_TASK GOAL_.
Return all the entries. Match them word for word.

---------- DATA EXCERPTS

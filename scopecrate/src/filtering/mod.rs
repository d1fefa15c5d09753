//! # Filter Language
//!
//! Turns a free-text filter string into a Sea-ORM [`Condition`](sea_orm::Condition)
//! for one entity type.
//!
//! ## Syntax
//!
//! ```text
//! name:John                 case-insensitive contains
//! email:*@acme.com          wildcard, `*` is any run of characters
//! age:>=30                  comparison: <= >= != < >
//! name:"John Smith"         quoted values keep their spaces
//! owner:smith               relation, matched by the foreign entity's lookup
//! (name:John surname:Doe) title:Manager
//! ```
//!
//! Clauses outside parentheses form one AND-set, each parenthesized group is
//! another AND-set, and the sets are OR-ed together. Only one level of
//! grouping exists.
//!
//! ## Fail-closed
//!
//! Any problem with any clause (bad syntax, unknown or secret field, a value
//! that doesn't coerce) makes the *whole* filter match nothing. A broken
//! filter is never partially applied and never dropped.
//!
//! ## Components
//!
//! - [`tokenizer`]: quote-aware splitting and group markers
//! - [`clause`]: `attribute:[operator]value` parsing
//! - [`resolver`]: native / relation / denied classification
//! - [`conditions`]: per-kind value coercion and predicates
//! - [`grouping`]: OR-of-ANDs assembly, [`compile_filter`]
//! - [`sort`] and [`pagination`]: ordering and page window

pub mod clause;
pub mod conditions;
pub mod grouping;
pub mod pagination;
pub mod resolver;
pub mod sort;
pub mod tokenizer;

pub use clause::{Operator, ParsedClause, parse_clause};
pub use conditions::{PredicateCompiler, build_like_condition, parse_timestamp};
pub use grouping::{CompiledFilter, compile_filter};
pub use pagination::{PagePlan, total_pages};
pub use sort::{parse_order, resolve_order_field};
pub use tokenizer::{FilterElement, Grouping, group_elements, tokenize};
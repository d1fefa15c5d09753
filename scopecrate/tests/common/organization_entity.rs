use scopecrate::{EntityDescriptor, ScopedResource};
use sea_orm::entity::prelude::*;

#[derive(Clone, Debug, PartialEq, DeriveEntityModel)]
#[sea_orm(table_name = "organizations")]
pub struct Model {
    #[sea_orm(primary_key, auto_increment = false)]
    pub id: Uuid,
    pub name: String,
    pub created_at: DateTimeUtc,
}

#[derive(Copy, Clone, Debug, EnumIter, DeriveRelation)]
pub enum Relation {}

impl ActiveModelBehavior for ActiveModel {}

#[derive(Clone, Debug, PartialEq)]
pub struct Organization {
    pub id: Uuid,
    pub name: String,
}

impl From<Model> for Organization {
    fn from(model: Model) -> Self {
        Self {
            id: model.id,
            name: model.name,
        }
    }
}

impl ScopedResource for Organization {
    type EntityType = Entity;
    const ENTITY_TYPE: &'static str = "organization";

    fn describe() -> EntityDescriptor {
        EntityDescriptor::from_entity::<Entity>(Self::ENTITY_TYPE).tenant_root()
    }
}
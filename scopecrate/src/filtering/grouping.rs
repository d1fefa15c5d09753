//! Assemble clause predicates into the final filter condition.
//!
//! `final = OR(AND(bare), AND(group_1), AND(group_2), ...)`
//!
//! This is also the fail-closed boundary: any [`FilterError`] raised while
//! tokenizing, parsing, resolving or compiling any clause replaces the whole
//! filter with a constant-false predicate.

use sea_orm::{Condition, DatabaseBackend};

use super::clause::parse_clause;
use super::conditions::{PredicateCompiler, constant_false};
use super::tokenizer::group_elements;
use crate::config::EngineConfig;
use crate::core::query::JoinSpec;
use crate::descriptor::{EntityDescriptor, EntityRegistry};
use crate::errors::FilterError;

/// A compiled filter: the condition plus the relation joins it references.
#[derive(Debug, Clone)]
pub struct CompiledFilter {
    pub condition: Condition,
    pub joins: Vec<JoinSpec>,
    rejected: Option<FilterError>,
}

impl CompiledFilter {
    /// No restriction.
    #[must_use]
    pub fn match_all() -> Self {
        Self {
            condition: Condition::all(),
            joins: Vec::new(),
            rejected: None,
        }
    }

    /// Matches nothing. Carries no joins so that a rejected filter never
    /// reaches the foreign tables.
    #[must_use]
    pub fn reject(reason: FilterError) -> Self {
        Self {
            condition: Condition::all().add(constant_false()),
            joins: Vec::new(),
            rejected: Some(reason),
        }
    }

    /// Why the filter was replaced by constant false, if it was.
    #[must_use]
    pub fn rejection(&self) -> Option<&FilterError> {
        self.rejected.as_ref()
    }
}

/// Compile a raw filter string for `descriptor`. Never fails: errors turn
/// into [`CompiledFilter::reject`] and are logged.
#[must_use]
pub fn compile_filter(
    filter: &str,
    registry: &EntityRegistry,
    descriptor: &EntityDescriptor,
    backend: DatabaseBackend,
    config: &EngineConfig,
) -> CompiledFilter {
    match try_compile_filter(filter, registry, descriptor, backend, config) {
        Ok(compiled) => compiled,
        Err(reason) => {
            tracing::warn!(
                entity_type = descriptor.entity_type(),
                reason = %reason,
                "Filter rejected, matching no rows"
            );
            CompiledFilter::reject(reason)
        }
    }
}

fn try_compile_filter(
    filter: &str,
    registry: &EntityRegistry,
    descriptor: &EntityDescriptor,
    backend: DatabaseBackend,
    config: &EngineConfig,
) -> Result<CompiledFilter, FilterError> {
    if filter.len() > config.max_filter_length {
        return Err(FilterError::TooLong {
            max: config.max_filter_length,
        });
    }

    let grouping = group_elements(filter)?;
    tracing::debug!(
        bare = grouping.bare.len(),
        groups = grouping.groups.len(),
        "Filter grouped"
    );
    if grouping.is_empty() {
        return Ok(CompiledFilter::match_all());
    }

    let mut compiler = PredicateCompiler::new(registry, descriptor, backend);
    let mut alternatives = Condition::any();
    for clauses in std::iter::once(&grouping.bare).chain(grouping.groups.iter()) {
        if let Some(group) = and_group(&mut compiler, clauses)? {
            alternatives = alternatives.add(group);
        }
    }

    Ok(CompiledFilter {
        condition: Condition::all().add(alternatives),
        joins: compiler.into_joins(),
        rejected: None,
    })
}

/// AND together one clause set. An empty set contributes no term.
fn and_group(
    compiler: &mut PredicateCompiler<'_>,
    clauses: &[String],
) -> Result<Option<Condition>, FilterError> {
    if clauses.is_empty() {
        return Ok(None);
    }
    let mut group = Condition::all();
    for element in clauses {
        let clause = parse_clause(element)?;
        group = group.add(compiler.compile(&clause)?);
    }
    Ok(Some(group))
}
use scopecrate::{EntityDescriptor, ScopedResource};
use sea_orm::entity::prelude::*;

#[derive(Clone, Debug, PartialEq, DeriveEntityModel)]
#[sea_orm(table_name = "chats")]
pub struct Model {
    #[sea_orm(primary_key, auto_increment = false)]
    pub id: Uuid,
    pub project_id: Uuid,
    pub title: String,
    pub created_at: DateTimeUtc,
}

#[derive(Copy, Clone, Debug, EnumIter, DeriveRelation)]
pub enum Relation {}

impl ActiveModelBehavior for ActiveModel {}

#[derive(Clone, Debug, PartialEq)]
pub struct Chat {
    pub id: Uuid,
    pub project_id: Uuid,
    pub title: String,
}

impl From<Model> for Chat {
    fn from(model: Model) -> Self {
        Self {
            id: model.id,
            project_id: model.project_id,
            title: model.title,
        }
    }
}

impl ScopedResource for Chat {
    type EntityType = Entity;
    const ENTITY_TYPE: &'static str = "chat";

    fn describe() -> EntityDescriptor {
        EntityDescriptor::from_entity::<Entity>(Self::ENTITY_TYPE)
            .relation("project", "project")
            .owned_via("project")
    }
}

--------------------

_YOUR RESPONSE_.
filename scopecrate/src/filtering/mod.rs
repository d1fefa15c5d09753
//! # Filter Language
//!
//! Turns a free-text filter string into a Sea-ORM [`Condition`](sea_orm::Condition)
//! for one entity type.
//!
//! ## Syntax
//!
//! ```text
//! name:John                 case-insensitive contains
//! email:*@acme.com          wildcard, `*` is any run of characters
//! age:>=30                  comparison: <= >= != < >
//! name:"John Smith"         quoted values keep their spaces
//! owner:smith               relation, matched by the foreign entity's lookup
//! (name:John surname:Doe) title:Manager
//! ```
//!
//! Clauses outside parentheses form one AND-set, each parenthesized group is
//! another AND-set, and the sets are OR-ed together. Only one level of
//! grouping exists.
//!
//! ## Fail-closed
//!
//! Any problem with any clause (bad syntax, unknown or secret field, a value
//! that doesn't coerce) makes the *whole* filter match nothing. A broken
//! filter is never partially applied and never dropped.
//!
//! ## Components
//!
//! - [`tokenizer`]: quote-aware splitting and group markers
//! - [`clause`]: `attribute:[operator]value` parsing
//! - [`resolver`]: native / relation / denied classification
//! - [`conditions`]: per-kind value coercion and predicates
//! - [`grouping`]: OR-of-ANDs assembly, [`compile_filter`]
//! - [`sort`] and [`pagination`]: ordering and page window

pub mod clause;
pub mod conditions;
pub mod grouping;
pub mod pagination;
pub mod resolver;
pub mod sort;
pub mod tokenizer;

pub use clause::{Operator, ParsedClause, parse_clause};
pub use conditions::{PredicateCompiler, build_like_condition, parse_timestamp};
pub use grouping::{CompiledFilter, compile_filter};
pub use pagination::{PagePlan, total_pages};
pub use sort::{parse_order, resolve_order_field};
pub use tokenizer::{FilterElement, Grouping, group_elements, tokenize};
repository d1fefa15c5d09753
filename scopecrate/tests/common/organization_entity.rs
use scopecrate::{EntityDescriptor, ScopedResource};
use sea_orm::entity::prelude::*;

#[derive(Clone, Debug, PartialEq, DeriveEntityModel)]
#[sea_orm(table_name = "organizations")]
pub struct Model {
    #[sea_orm(primary_key, auto_increment = false)]
    pub id: Uuid,
    pub name: String,
    pub created_at: DateTimeUtc,
}

#[derive(Copy, Clone, Debug, EnumIter, DeriveRelation)]
pub enum Relation {}

impl ActiveModelBehavior for ActiveModel {}

#[derive(Clone, Debug, PartialEq)]
pub struct Organization {
    pub id: Uuid,
    pub name: String,
}

impl From<Model> for Organization {
    fn from(model: Model) -> Self {
        Self {
            id: model.id,
            name: model.name,
        }
    }
}

impl ScopedResource for Organization {
    type EntityType = Entity;
    const ENTITY_TYPE: &'static str = "organization";

    fn describe() -> EntityDescriptor {
        EntityDescriptor::from_entity::<Entity>(Self::ENTITY_TYPE).tenant_root()
    }
}
filename scopecrate/src/filtering/grouping.rs
repository d1fefa15c5d09753
//! Assemble clause predicates into the final filter condition.
//!
//! `final = OR(AND(bare), AND(group_1), AND(group_2), ...)`
//!
//! This is also the fail-closed boundary: any [`FilterError`] raised while
//! tokenizing, parsing, resolving or compiling any clause replaces the whole
//! filter with a constant-false predicate.

use sea_orm::{Condition, DatabaseBackend};

use super::clause::parse_clause;
use super::conditions::{PredicateCompiler, constant_false};
use super::tokenizer::group_elements;
use crate::config::EngineConfig;
use crate::core::query::JoinSpec;
use crate::descriptor::{EntityDescriptor, EntityRegistry};
use crate::errors::FilterError;

/// A compiled filter: the condition plus the relation joins it references.
#[derive(Debug, Clone)]
pub struct CompiledFilter {
    pub condition: Condition,
    pub joins: Vec<JoinSpec>,
    rejected: Option<FilterError>,
}

impl CompiledFilter {
    /// No restriction.
    #[must_use]
    pub fn match_all() -> Self {
        Self {
            condition: Condition::all(),
            joins: Vec::new(),
            rejected: None,
        }
    }

    /// Matches nothing. Carries no joins so that a rejected filter never
    /// reaches the foreign tables.
    #[must_use]
    pub fn reject(reason: FilterError) -> Self {
        Self {
            condition: Condition::all().add(constant_false()),
            joins: Vec::new(),
            rejected: Some(reason),
        }
    }

    /// Why the filter was replaced by constant false, if it was.
    #[must_use]
    pub fn rejection(&self) -> Option<&FilterError> {
        self.rejected.as_ref()
    }
}

/// Compile a raw filter string for `descriptor`. Never fails: errors turn
/// into [`CompiledFilter::reject`] and are logged.
#[must_use]
pub fn compile_filter(
    filter: &str,
    registry: &EntityRegistry,
    descriptor: &EntityDescriptor,
    backend: DatabaseBackend,
    config: &EngineConfig,
) -> CompiledFilter {
    match try_compile_filter(filter, registry, descriptor, backend, config) {
        Ok(compiled) => compiled,
        Err(reason) => {
            tracing::warn!(
                entity_type = descriptor.entity_type(),
                reason = %reason,
                "Filter rejected, matching no rows"
            );
            CompiledFilter::reject(reason)
        }
    }
}

fn try_compile_filter(
    filter: &str,
    registry: &EntityRegistry,
    descriptor: &EntityDescriptor,
    backend: DatabaseBackend,
    config: &EngineConfig,
) -> Result<CompiledFilter, FilterError> {
    if filter.len() > config.max_filter_length {
        return Err(FilterError::TooLong {
            max: config.max_filter_length,
        });
    }

    let grouping = group_elements(filter)?;
    tracing::debug!(
        bare = grouping.bare.len(),
        groups = grouping.groups.len(),
        "Filter grouped"
    );
    if grouping.is_empty() {
        return Ok(CompiledFilter::match_all());
    }

    let mut compiler = PredicateCompiler::new(registry, descriptor, backend);
    let mut alternatives = Condition::any();
    for clauses in std::iter::once(&grouping.bare).chain(grouping.groups.iter()) {
        if let Some(group) = and_group(&mut compiler, clauses)? {
            alternatives = alternatives.add(group);
        }
    }

    Ok(CompiledFilter {
        condition: Condition::all().add(alternatives),
        joins: compiler.into_joins(),
        rejected: None,
    })
}

/// AND together one clause set. An empty set contributes no term.
fn and_group(
    compiler: &mut PredicateCompiler<'_>,
    clauses: &[String],
) -> Result<Option<Condition>, FilterError> {
    if clauses.is_empty() {
        return Ok(None);
    }
    let mut group = Condition::all();
    for element in clauses {
        let clause = parse_clause(element)?;
        group = group.add(compiler.compile(&clause)?);
    }
    Ok(Some(group))
}
use scopecrate::{EntityDescriptor, ScopedResource};
use sea_orm::entity::prelude::*;

#[derive(Clone, Debug, PartialEq, DeriveEntityModel)]
#[sea_orm(table_name = "chats")]
pub struct Model {
    #[sea_orm(primary_key, auto_increment = false)]
    pub id: Uuid,
    pub project_id: Uuid,
    pub title: String,
    pub created_at: DateTimeUtc,
}

#[derive(Copy, Clone, Debug, EnumIter, DeriveRelation)]
pub enum Relation {}

impl ActiveModelBehavior for ActiveModel {}

#[derive(Clone, Debug, PartialEq)]
pub struct Chat {
    pub id: Uuid,
    pub project_id: Uuid,
    pub title: String,
}

impl From<Model> for Chat {
    fn from(model: Model) -> Self {
        Self {
            id: model.id,
            project_id: model.project_id,
            title: model.title,
        }
    }
}

impl ScopedResource for Chat {
    type EntityType = Entity;
    const ENTITY_TYPE: &'static str = "chat";

    fn describe() -> EntityDescriptor {
        EntityDescriptor::from_entity::<Entity>(Self::ENTITY_TYPE)
            .relation("project", "project")
            .owned_via("project")
    }
}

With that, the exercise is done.